Located just north of Chicago in the town of Lake Bluff, Shoreacres has occupied its perch on the shore of Lake Michigan since 1916. While the clubhouse does have a water view I should point out that the golf course itself is completely inland with no views of the lake or coastal holes anywhere on the course. In scouring the internet for information on the club there is very, very little available. I usually like to learn a little bit of history about a club before visiting but the best I could find in this case was a very abbreviated take on the club’s 94 year history. The short story is that the club was founded in 1916 and the course designed by Raynor opened in 1921. After 70 years the course had lost many of its “Rayor-esque” qualities and Tom Doak’s firm Renaissance Golf was brought in to restore the design to its original glory. From what I hear they did a masterful job. In an interesting side note I did discover that the original clubhouse, built by David Adler, burned to the ground in 1983. A local Chicago architect by the name of Laurence Booth was commissioned to build the new clubhouse which is in use today and compliments the style and vibe of the club perfectly.
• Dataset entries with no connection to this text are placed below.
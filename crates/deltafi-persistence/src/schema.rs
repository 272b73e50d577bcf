// Esquema Diesel compartido por SQLite y Postgres.
// Tabla: delta_files (documento JSON + columnas indexadas para consultas)
diesel::table! {
    delta_files (did) {
        did -> Text,
        name -> Text,
        data_source -> Text,
        stage -> Text,
        created_ts -> BigInt,
        modified_ts -> BigInt,
        active_modified_ts -> Nullable<BigInt>,
        terminal_ts -> Nullable<BigInt>,
        content_deleted_ts -> Nullable<BigInt>,
        content_purged -> Bool,
        error_acknowledged_ts -> Nullable<BigInt>,
        total_bytes -> BigInt,
        version -> BigInt,
        document -> Text,
    }
}
// errors.rs
use thiserror::Error;
use uuid::Uuid;

#[derive(Debug, Error, Clone, PartialEq)]
pub enum DomainError {
  #[error("Error de validación: {0}")]
  ValidationError(String),
  /// El evento no corresponde a la acción activa del flujo (duplicado,
  /// tardío o dirigido a un DeltaFile que ya avanzó).
  #[error("Acción inesperada '{action}' en el flujo '{flow}' del DeltaFile {did}")]
  UnexpectedAction { did: Uuid, flow: String, action: String },
  #[error("Error externo: {0}")]
  ExternalError(String),
  #[error("Error de serialización: {0}")]
  SerializationError(String),
}

impl From<serde_json::Error> for DomainError {
  fn from(e: serde_json::Error) -> Self {
    Self::SerializationError(e.to_string())
  }
}
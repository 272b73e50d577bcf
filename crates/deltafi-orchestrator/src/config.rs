use crate::errors::{CoreError, Result};
use std::path::PathBuf;
use std::time::Duration;

/// Parámetros del núcleo. `Default` da los valores de producción; en
/// despliegue se leen de variables `DELTAFI_*` con [`CoreConfig::from_env`].
#[derive(Debug, Clone, PartialEq)]
pub struct CoreConfig {
  /// Nombre del sistema propagado en cada `ActionContext`.
  pub system_name: String,
  pub event_poll_interval: Duration,
  /// Máximo de eventos drenados de `dgs` por tick.
  pub event_batch_size: usize,
  /// Antigüedad a partir de la cual una acción QUEUED/IN_FLIGHT se reenvía.
  pub requeue_threshold: Duration,
  pub delete_interval: Duration,
  pub delete_batch_size: usize,
  /// Días de la política `ttlSystemPolicy`; 0 la deshabilita.
  pub age_off_days: u32,
  pub flow_refresh_interval: Duration,
  pub max_optimistic_retries: u32,
  /// Tamaño de cola a partir del cual las acciones nuevas quedan
  /// COLD_QUEUED; 0 deshabilita el cold queue.
  pub cold_queue_threshold: usize,
  /// URL de Redis/Valkey. `None` usa la cola en memoria.
  pub queue_url: Option<String>,
  pub flows_path: Option<PathBuf>,
  pub delete_policies_path: Option<PathBuf>,
}

impl Default for CoreConfig {
  fn default() -> Self {
    Self { system_name: "deltafi".to_string(),
           event_poll_interval: Duration::from_millis(1000),
           event_batch_size: 500,
           requeue_threshold: Duration::from_secs(300),
           delete_interval: Duration::from_secs(60),
           delete_batch_size: 1000,
           age_off_days: 13,
           flow_refresh_interval: Duration::from_secs(30),
           max_optimistic_retries: 10,
           cold_queue_threshold: 0,
           queue_url: None,
           flows_path: None,
           delete_policies_path: None }
  }
}

impl CoreConfig {
  /// Carga `.env` (si existe) y lee el entorno del proceso.
  pub fn from_env() -> Result<Self> {
    dotenvy::dotenv().ok();
    Self::from_lookup(|key| std::env::var(key).ok())
  }

  /// Construye la configuración con una función de búsqueda arbitraria;
  /// las claves ausentes o vacías toman el valor por defecto.
  pub fn from_lookup<F>(lookup: F) -> Result<Self>
    where F: Fn(&str) -> Option<String>
  {
    let get = |key: &str| lookup(key).map(|v| v.trim().to_string()).filter(|v| !v.is_empty());
    let defaults = Self::default();
    let config = Self { system_name: get("DELTAFI_SYSTEM_NAME").unwrap_or(defaults.system_name),
                        event_poll_interval: Duration::from_millis(parse_or(&get, "DELTAFI_EVENT_POLL_MS", 1000)?),
                        event_batch_size: parse_or(&get, "DELTAFI_EVENT_BATCH", defaults.event_batch_size)?,
                        requeue_threshold: Duration::from_secs(parse_or(&get, "DELTAFI_REQUEUE_SECONDS", 300)?),
                        delete_interval: Duration::from_secs(parse_or(&get, "DELTAFI_DELETE_INTERVAL_SECONDS", 60)?),
                        delete_batch_size: parse_or(&get, "DELTAFI_DELETE_BATCH", defaults.delete_batch_size)?,
                        age_off_days: parse_or(&get, "DELTAFI_AGE_OFF_DAYS", defaults.age_off_days)?,
                        flow_refresh_interval: Duration::from_secs(parse_or(&get, "DELTAFI_FLOW_REFRESH_SECONDS", 30)?),
                        max_optimistic_retries: parse_or(&get,
                                                         "DELTAFI_MAX_OPTIMISTIC_RETRIES",
                                                         defaults.max_optimistic_retries)?,
                        cold_queue_threshold: parse_or(&get,
                                                       "DELTAFI_COLD_QUEUE_THRESHOLD",
                                                       defaults.cold_queue_threshold)?,
                        queue_url: get("DELTAFI_QUEUE_URL"),
                        flows_path: get("DELTAFI_FLOWS_PATH").map(PathBuf::from),
                        delete_policies_path: get("DELTAFI_DELETE_POLICIES_PATH").map(PathBuf::from) };
    config.validate()?;
    Ok(config)
  }

  pub fn validate(&self) -> Result<()> {
    if self.system_name.trim().is_empty() {
      return Err(CoreError::Config("DELTAFI_SYSTEM_NAME vacío".into()));
    }
    let intervals = [("DELTAFI_EVENT_POLL_MS", self.event_poll_interval),
                     ("DELTAFI_REQUEUE_SECONDS", self.requeue_threshold),
                     ("DELTAFI_DELETE_INTERVAL_SECONDS", self.delete_interval),
                     ("DELTAFI_FLOW_REFRESH_SECONDS", self.flow_refresh_interval)];
    for (name, value) in intervals {
      if value.is_zero() {
        return Err(CoreError::Config(format!("{} debe ser mayor que cero", name)));
      }
    }
    if self.event_batch_size == 0 || self.delete_batch_size == 0 {
      return Err(CoreError::Config("los tamaños de lote deben ser mayores que cero".into()));
    }
    if self.max_optimistic_retries == 0 {
      return Err(CoreError::Config("DELTAFI_MAX_OPTIMISTIC_RETRIES debe ser al menos 1".into()));
    }
    Ok(())
  }

  /// Periodo del loop de requeue: un décimo del umbral, mínimo un segundo.
  pub fn requeue_interval(&self) -> Duration {
    (self.requeue_threshold / 10).max(Duration::from_secs(1))
  }
}

fn parse_or<G, T>(get: &G, key: &str, default: T) -> Result<T>
  where G: Fn(&str) -> Option<String>,
        T: std::str::FromStr
{
  match get(key) {
    None => Ok(default),
    Some(raw) => raw.parse::<T>()
                    .map_err(|_| CoreError::Config(format!("{}: valor inválido '{}'", key, raw))),
  }
}
impl DeltaFilesService {
  pub fn new(ctx: Arc<CoreContext>) -> Self {
    Self { ctx }
  }

  pub fn context(&self) -> &CoreContext {
    &self.ctx
  }

  fn is_cold(&self, action_class: &str) -> bool {
    let threshold = self.ctx.config.cold_queue_threshold;
    if threshold == 0 {
      return false;
    }
    match self.ctx.queue.size(action_class) {
      Ok(size) => size >= threshold,
      Err(e) => {
        log::warn!("no se pudo medir la cola {}: {}", action_class, e);
        false
      }
    }
  }

  fn max_retries(&self) -> u32 {
    self.ctx.config.max_optimistic_retries
  }

  /// Publica despachos. Un fallo de la cola no deshace la transición ya
  /// guardada: el requeue volverá a publicar esas acciones.
  fn dispatch(&self, inputs: &[ActionInput], check_unique: bool) -> usize {
    if inputs.is_empty() {
      return 0;
    }
    match self.ctx.queue.put_actions(inputs, check_unique) {
      Ok(published) => published,
      Err(e) => {
        log::error!("no se pudieron publicar {} acciones: {}; el requeue las recuperará", inputs.len(), e);
        0
      }
    }
  }

  /// Crea un DeltaFile en el flujo indicado y despacha su primera acción.
  pub fn ingress(&self, request: IngressRequest) -> Result<DeltaFile> {
    let graph = self.ctx.flows.snapshot();
    if !graph.flow(&request.flow)?.running {
      return Err(CoreError::FlowNotRunning(request.flow));
    }
    let now = Utc::now();
    let did = request.did.unwrap_or_else(Uuid::new_v4);
    let mut delta_file = DeltaFile::ingress(did, request.name, request.flow, request.metadata, request.content, now);
    let is_cold = |class: &str| self.is_cold(class);
    let machine = StateMachine::new(&graph, &self.ctx.config.system_name).with_cold_queue(&is_cold);
    let dispatches = machine.begin(&mut delta_file, now);
    delta_file.version = self.ctx.repo.insert(&delta_file)?;
    self.dispatch(&dispatches, false);
    log::info!("DeltaFile {} ingresado en '{}' ({} bytes)", did, delta_file.data_source, delta_file.ingress_bytes);
    Ok(delta_file)
  }

  /// Guarda `bytes` en el almacenamiento de contenido y hace el ingreso.
  pub fn ingress_bytes(&self,
                       flow: &str,
                       name: &str,
                       media_type: &str,
                       bytes: Vec<u8>,
                       metadata: IndexMap<String, String>)
                       -> Result<DeltaFile> {
    let did = Uuid::new_v4();
    let content = store_content(self.ctx.content.as_ref(), did, name, media_type, bytes)?;
    self.ingress(IngressRequest { did: Some(did),
                                  flow: flow.to_string(),
                                  name: name.to_string(),
                                  metadata,
                                  content: vec![content] })
  }

  /// Aplica un resultado de acción con concurrencia optimista. Los hijos de
  /// un split se insertan antes de guardar al padre; si alguno falla el
  /// padre no cambia y el error es reintentable.
  pub fn apply_event(&self, event: &ActionEvent) -> Result<DeltaFile> {
    event.validate().map_err(|e| CoreError::InvalidEvent(e.to_string()))?;
    let graph = self.ctx.flows.snapshot();
    let is_cold = |class: &str| self.is_cold(class);
    let machine = StateMachine::new(&graph, &self.ctx.config.system_name).with_cold_queue(&is_cold);
    let (delta_file, transition) =
      with_optimistic_retry(self.ctx.repo.as_ref(), &event.did, self.max_retries(), |df| {
        let mut transition = machine.apply_event(df, event, Utc::now())?;
        if !transition.children.is_empty() {
          // un split sólo despacha a sus hijos
          transition.dispatches = self.insert_children(&machine, &mut transition.children)?;
        }
        Ok(Mutation::Save(transition))
      })?;
    self.dispatch(&transition.dispatches, false);
    log::debug!("evento {} aplicado a {} (etapa {})", event.kind.name(), delta_file.did, delta_file.stage.as_str());
    Ok(delta_file)
  }

  /// Inserta los hijos de un split. Un hijo que ya existe (de un intento
  /// anterior del mismo evento) se conserva como está guardado y sus
  /// solicitudes se arman a partir de esa copia.
  fn insert_children(&self, machine: &StateMachine<'_>, children: &mut [DeltaFile]) -> Result<Vec<ActionInput>> {
    let mut dispatches = Vec::new();
    for child in children.iter_mut() {
      if let Some(stored) = self.ctx.repo.find(&child.did)? {
        log::info!("hijo {} ya creado por un intento anterior", stored.did);
        *child = stored;
      } else {
        match self.ctx.repo.insert(child) {
          Ok(version) => child.version = version,
          Err(e) => match self.ctx.repo.find(&child.did) {
            Ok(Some(stored)) => *child = stored,
            _ => {
              log::error!("no se pudo crear el hijo {}: {}", child.did, e);
              return Err(CoreError::Storage(format!("hijo {} sin crear: {}", child.did, e)));
            }
          },
        }
      }
      dispatches.extend(machine.queued_inputs(child));
    }
    Ok(dispatches)
  }

  /// Aplica un lote: agrupa por did, procesa los grupos en paralelo y cada
  /// grupo en orden de llegada.
  pub fn handle_events(&self, events: Vec<ActionEvent>) -> EventBatchReport {
    let mut groups: IndexMap<Uuid, Vec<ActionEvent>> = IndexMap::new();
    for event in events {
      groups.entry(event.did).or_default().push(event);
    }
    let groups: Vec<Vec<ActionEvent>> = groups.into_values().collect();
    groups.into_par_iter()
          .map(|group| self.apply_group(group))
          .reduce(EventBatchReport::default, EventBatchReport::merge)
  }

  fn apply_group(&self, group: Vec<ActionEvent>) -> EventBatchReport {
    let mut report = EventBatchReport::default();
    let mut pending = group.into_iter();
    while let Some(event) = pending.next() {
      match self.apply_event(&event) {
        Ok(_) => report.applied += 1,
        Err(e) if e.is_stale() => {
          log::debug!("evento obsoleto descartado: {}", e);
          report.stale += 1;
        }
        Err(e) if e.is_not_found() => {
          log::warn!("evento {} descartado: {}", event.kind.name(), e);
          report.not_found += 1;
        }
        Err(CoreError::InvalidEvent(msg)) => {
          log::warn!("evento inválido descartado: {}", msg);
          report.invalid += 1;
        }
        Err(CoreError::CorruptDocument(msg)) => {
          log::error!("evento {} de {} descartado, documento ilegible: {}", event.kind.name(), event.did, msg);
          report.failed += 1;
        }
        Err(e) if e.is_retryable() => {
          log::error!("evento de {} no aplicado: {}; se devuelve a {}", event.did, e, RESULT_QUEUE);
          // el resto del grupo vuelve detrás para no adelantarse a este evento
          for event in std::iter::once(event).chain(pending.by_ref()) {
            self.push_back(&event, &mut report);
          }
          break;
        }
        Err(e) => {
          log::error!("evento {} de {} descartado: {}", event.kind.name(), event.did, e);
          report.failed += 1;
        }
      }
    }
    report
  }

  fn push_back(&self, event: &ActionEvent, report: &mut EventBatchReport) {
    match self.ctx.queue.put_result(event) {
      Ok(()) => report.requeued += 1,
      Err(e) => {
        log::error!("no se pudo devolver el evento de {} a {}: {}; lo recuperará el requeue", event.did, RESULT_QUEUE, e);
        report.failed += 1;
      }
    }
  }

  /// Drena sin bloquear los eventos disponibles y los aplica.
  pub fn process_pending_events(&self) -> Result<EventBatchReport> {
    let events = self.ctx.queue.drain_results(self.ctx.config.event_batch_size)?;
    if events.is_empty() {
      return Ok(EventBatchReport::default());
    }
    Ok(self.handle_events(events))
  }

  /// Reintenta manualmente las acciones en error. Los fallos se reportan
  /// por did, no se propagan.
  pub fn retry_errors(&self, dids: &[Uuid]) -> Vec<RetryResult> {
    let graph = self.ctx.flows.snapshot();
    let is_cold = |class: &str| self.is_cold(class);
    let machine = StateMachine::new(&graph, &self.ctx.config.system_name).with_cold_queue(&is_cold);
    dids.iter()
        .map(|did| {
          let outcome = with_optimistic_retry(self.ctx.repo.as_ref(), did, self.max_retries(), |df| {
            Ok(Mutation::Save(machine.retry(df, Utc::now())?))
          });
          match outcome {
            Ok((_, dispatches)) => {
              self.dispatch(&dispatches, false);
              RetryResult { did: *did,
                            success: true,
                            error: None }
            }
            Err(e) => {
              log::warn!("retry de {} rechazado: {}", did, e);
              RetryResult { did: *did,
                            success: false,
                            error: Some(e.to_string()) }
            }
          }
        })
        .collect()
  }

  /// Cancela DeltaFiles no terminales. Los eventos que lleguen después
  /// quedan obsoletos.
  pub fn cancel(&self, dids: &[Uuid]) -> Vec<CancelResult> {
    dids.iter()
        .map(|did| {
          let outcome = with_optimistic_retry(self.ctx.repo.as_ref(), did, self.max_retries(), |df| {
            if df.cancel(Utc::now()) {
              Ok(Mutation::Save(()))
            } else {
              Err(CoreError::NotCancellable(df.did))
            }
          });
          match outcome {
            Ok(_) => {
              log::info!("DeltaFile {} cancelado", did);
              CancelResult { did: *did,
                             success: true,
                             error: None }
            }
            Err(e) => CancelResult { did: *did,
                                     success: false,
                                     error: Some(e.to_string()) },
          }
        })
        .collect()
  }

  /// Reconoce los errores de DeltaFiles en ERROR con el motivo dado.
  pub fn acknowledge(&self, dids: &[Uuid], reason: &str) -> Vec<AcknowledgeResult> {
    dids.iter()
        .map(|did| {
          let outcome = with_optimistic_retry(self.ctx.repo.as_ref(), did, self.max_retries(), |df| {
            if df.acknowledge_errors(reason, Utc::now()) {
              Ok(Mutation::Save(()))
            } else {
              Err(CoreError::NoErrors(df.did))
            }
          });
          match outcome {
            Ok(_) => {
              log::info!("error de {} reconocido: {}", did, reason);
              AcknowledgeResult { did: *did,
                                  success: true,
                                  error: None }
            }
            Err(e) => AcknowledgeResult { did: *did,
                                          success: false,
                                          error: Some(e.to_string()) },
          }
        })
        .collect()
  }

  /// Reenvía acciones QUEUED/IN_FLIGHT sin novedades desde hace más del
  /// umbral de requeue. Devuelve cuántas se publicaron.
  pub fn requeue(&self, now: DateTime<Utc>) -> Result<usize> {
    let age = chrono::Duration::from_std(self.ctx.config.requeue_threshold).map_err(|e| CoreError::Config(e.to_string()))?;
    let threshold = now - age;
    let criteria = DeltaFileCriteria { stages: vec![DeltaFileStage::InFlight],
                                       active_modified_before: Some(threshold),
                                       limit: Some(self.ctx.config.event_batch_size),
                                       ..Default::default() };
    let graph = self.ctx.flows.snapshot();
    let machine = StateMachine::new(&graph, &self.ctx.config.system_name);
    let mut published = 0;
    for candidate in self.ctx.repo.query(&criteria)? {
      let outcome = with_optimistic_retry(self.ctx.repo.as_ref(), &candidate.did, self.max_retries(), |df| {
        let inputs = machine.requeue(df, threshold, now);
        Ok(if inputs.is_empty() { Mutation::Skip(inputs) } else { Mutation::Save(inputs) })
      });
      match outcome {
        Ok((df, inputs)) if !inputs.is_empty() => {
          log::info!("requeue de {} acciones de {} (requeue #{})", inputs.len(), df.did, df.requeue_count);
          published += self.dispatch(&inputs, true);
        }
        Ok(_) => {}
        Err(e) => log::warn!("requeue de {} fallido: {}", candidate.did, e),
      }
    }
    Ok(published)
  }

  /// Publica las acciones COLD_QUEUED cuya cola bajó del umbral.
  pub fn warm_cold_queued(&self, now: DateTime<Utc>) -> Result<usize> {
    if self.ctx.config.cold_queue_threshold == 0 {
      return Ok(0);
    }
    let criteria = DeltaFileCriteria { stages: vec![DeltaFileStage::InFlight],
                                       limit: Some(self.ctx.config.event_batch_size),
                                       ..Default::default() };
    let graph = self.ctx.flows.snapshot();
    let is_cold = |class: &str| self.is_cold(class);
    let machine = StateMachine::new(&graph, &self.ctx.config.system_name).with_cold_queue(&is_cold);
    let mut published = 0;
    let candidates = self.ctx.repo.query(&criteria)?;
    for candidate in candidates.iter().filter(|df| df.flows.iter().any(|f| f.has_action_in_state(ActionState::ColdQueued))) {
      let outcome = with_optimistic_retry(self.ctx.repo.as_ref(), &candidate.did, self.max_retries(), |df| {
        let inputs = machine.warm(df, now);
        Ok(if inputs.is_empty() { Mutation::Skip(inputs) } else { Mutation::Save(inputs) })
      });
      match outcome {
        Ok((_, inputs)) => published += self.dispatch(&inputs, false),
        Err(e) => log::warn!("no se pudo sacar {} del cold queue: {}", candidate.did, e),
      }
    }
    Ok(published)
  }

  /// Refresca el grafo y purga las colas de clases de acción retiradas.
  pub fn refresh_flows(&self) -> Result<RefreshOutcome> {
    let outcome = self.ctx.flows.refresh(self.ctx.flow_source.as_ref())?;
    if let RefreshOutcome::Swapped { version, retired_action_classes } = &outcome {
      log::info!("grafo de flujos actualizado a la versión {}", version);
      if !retired_action_classes.is_empty() {
        self.ctx.queue.drop(retired_action_classes)?;
        log::info!("colas retiradas: {}", retired_action_classes.join(", "));
      }
    }
    Ok(outcome)
  }
}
We decided to play from the “Raynor” tees which play to 6,309 yards and, as I understand it, are the course’s original tees. Sometime in the recent past there were back tees added to 8 holes which allow for the tips to stretch out to 6,530 yards . . . this does modernize the course a bit, but even the new tees are fairly short and very manageable for the average golfer when compared to many of today’s modern courses.

Raynor starts the course out fairly friendly on the 1st hole with a 478 yard par 5. The photo below was taken from the tee box and as illustrated is a fairly straight and flat hole.